L’hypothèse serait tout d’abord que notion et préjugé ne sont pas, quant à eux, synonymes. Notamment préjugé ne signifie pas exactement « ce qui vient avant le jugement », lors même que cela est sans doute le cas des notions, mais ce qui est le résultat d’un jugement dont nous avons mémorisé la conclusion alors que nous ne possédions pas les principes permettant de s’assurer de la validité de ce jugement. Le préjugé est en somme non quelque chose qui ne serait pas le fait d’un jugement mais le fait d’un jugement hâtif, aux attendus et aux enchaînements non examinés et questionnés dans leur signification réelle. Avoir des préjugés, ou « opinions », c’est garder en mémoire les conclusions de jugements dont nous n’avons pas problématisé le contenu et examinés en conséquence. Il s’agit bien en effet d’examiner et, ainsi, de porter un « jugement sur le jugement ». En général l’examen aboutit à une destruction des jugements.

Mais cette destruction, souhaitable et à rechercher, ne signifie nullement priver l’esprit de ses notions. Descartes le précise clairement : l’examen critique des préjugés n’a pas pour conséquence de ne pas « retenir toutes les mêmes notions en sa mémoire ».

Le fait, par exemple, de détruire le préjugé selon lequel « la terre est plate » ne signifie nullement s’amputer des notions de terre et de platitude. C’est en tant que raisonnement et liaison de notions que le préjugé appelle la destruction. Le doute cartésien ne vise donc pas à priver l’esprit de ses ressources notionnelles mais à lui procurer les moyens de s’assurer du bien-fondé de la relation qu’il établit, par l’acte de jugement, entre ces mêmes notions. Que la terre soit ronde n’implique pas l’absurdité de la notion de platitude.

La philosophie trouverait ici sa justification. Elle serait la discipline nous permettant d’évaluer la consistance logique, sémantique et surtout ontologique des liaisons que nous mettons entre les notions. Elle guide et même forme la volonté dans sa recherche de vérité. À tout moment nous pouvons mettre en doute nos préjugés et les soumettre à l’examen.

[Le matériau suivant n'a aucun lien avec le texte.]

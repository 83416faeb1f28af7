//! Persistent response cache shared by the enrichment and star engines.
//!
//! Values are stored as serialized JSON with a per-entry TTL, so readers
//! decode them into typed structs and can recognise older shapes.

use moka::future::Cache;
use moka::Expiry;
use serde::de::DeserializeOwned;
use serde::Serialize;
use std::sync::Arc;
use std::time::{Duration, Instant};

use crate::config::AppConfig;

#[derive(Clone, Debug)]
pub struct CacheEntry {
    payload: Arc<str>,
    ttl: Duration,
}

/// Expires each entry after the TTL it was written with.
struct PerEntryTtl;

impl Expiry<String, CacheEntry> for PerEntryTtl {
    fn expire_after_create(
        &self,
        _key: &String,
        value: &CacheEntry,
        _created_at: Instant,
    ) -> Option<Duration> {
        Some(value.ttl)
    }

    fn expire_after_update(
        &self,
        _key: &String,
        value: &CacheEntry,
        _updated_at: Instant,
        _duration_until_expiry: Option<Duration>,
    ) -> Option<Duration> {
        Some(value.ttl)
    }
}

#[derive(Clone)]
pub struct ResponseCache {
    cache: Cache<String, CacheEntry>,
}

impl ResponseCache {
    pub fn new(max_capacity: u64) -> Self {
        let cache = Cache::builder()
            .max_capacity(max_capacity)
            .expire_after(PerEntryTtl)
            .build();

        Self { cache }
    }

    pub fn from_config(config: &AppConfig) -> Self {
        Self::new(config.cache_max_capacity)
    }

    /// Reads and decodes an entry. Entries that no longer decode are
    /// logged and treated as absent.
    pub async fn get<T: DeserializeOwned>(&self, key: &str) -> Option<T> {
        let entry = self.cache.get(key).await?;
        match serde_json::from_str(&entry.payload) {
            Ok(value) => Some(value),
            Err(e) => {
                tracing::warn!(key, error = %e, "Ignoring undecodable cache entry");
                None
            }
        }
    }

    pub async fn set<T: Serialize>(&self, key: &str, value: &T, ttl: Duration) {
        match serde_json::to_string(value) {
            Ok(payload) => {
                let entry = CacheEntry {
                    payload: payload.into(),
                    ttl,
                };
                self.cache.insert(key.to_string(), entry).await;
            }
            Err(e) => {
                tracing::error!(key, error = %e, "Failed to serialize cache entry");
            }
        }
    }

    pub async fn delete(&self, key: &str) {
        self.cache.invalidate(key).await;
    }

    /// Stores a raw JSON payload; used to seed entries written by older
    /// versions of the cache schema.
    pub async fn set_raw(&self, key: &str, payload: &str, ttl: Duration) {
        let entry = CacheEntry {
            payload: payload.into(),
            ttl,
        };
        self.cache.insert(key.to_string(), entry).await;
    }
}

#[cfg(test)]
mod tests {
    use super::*;
    use serde::Deserialize;

    #[derive(Debug, PartialEq, Serialize, Deserialize)]
    struct Sample {
        name: String,
        count: u32,
    }

    #[tokio::test]
    async fn test_set_get_delete() {
        let cache = ResponseCache::new(100);
        let value = Sample {
            name: "widget".to_string(),
            count: 3,
        };

        cache.set("k", &value, Duration::from_secs(60)).await;
        assert_eq!(cache.get::<Sample>("k").await, Some(value));

        cache.delete("k").await;
        assert_eq!(cache.get::<Sample>("k").await, None);
    }

    #[tokio::test]
    async fn test_type_mismatch_is_treated_as_absent() {
        let cache = ResponseCache::new(100);
        cache.set("k", &"not a sample", Duration::from_secs(60)).await;
        assert_eq!(cache.get::<Sample>("k").await, None);
    }

    #[tokio::test]
    async fn test_entries_expire_after_their_ttl() {
        let cache = ResponseCache::new(100);
        cache.set("short", &1u32, Duration::from_millis(50)).await;
        cache.set("long", &2u32, Duration::from_secs(60)).await;

        tokio::time::sleep(Duration::from_millis(200)).await;

        assert_eq!(cache.get::<u32>("short").await, None);
        assert_eq!(cache.get::<u32>("long").await, Some(2));
    }
}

A la fin de l’extrait de la lettre ici publié Descartes recommande qu’on apporte tout notre soin à cette question tant il est aisé d’oublier la nécessité même de ne pas dépendre de préjugés en tant que jugements acceptés et souvent proférés par nous-mêmes tout d’abord avec conviction. Nous sommes mus par la force du doute quant à la reconnaissance de la nécessité de l’examen des préjugés. Mais nous pouvons oublier d’en faire une règle pratique tant il faut opposer à la mémoire des préjugés eux-mêmes celle de la nécessité de leur critique.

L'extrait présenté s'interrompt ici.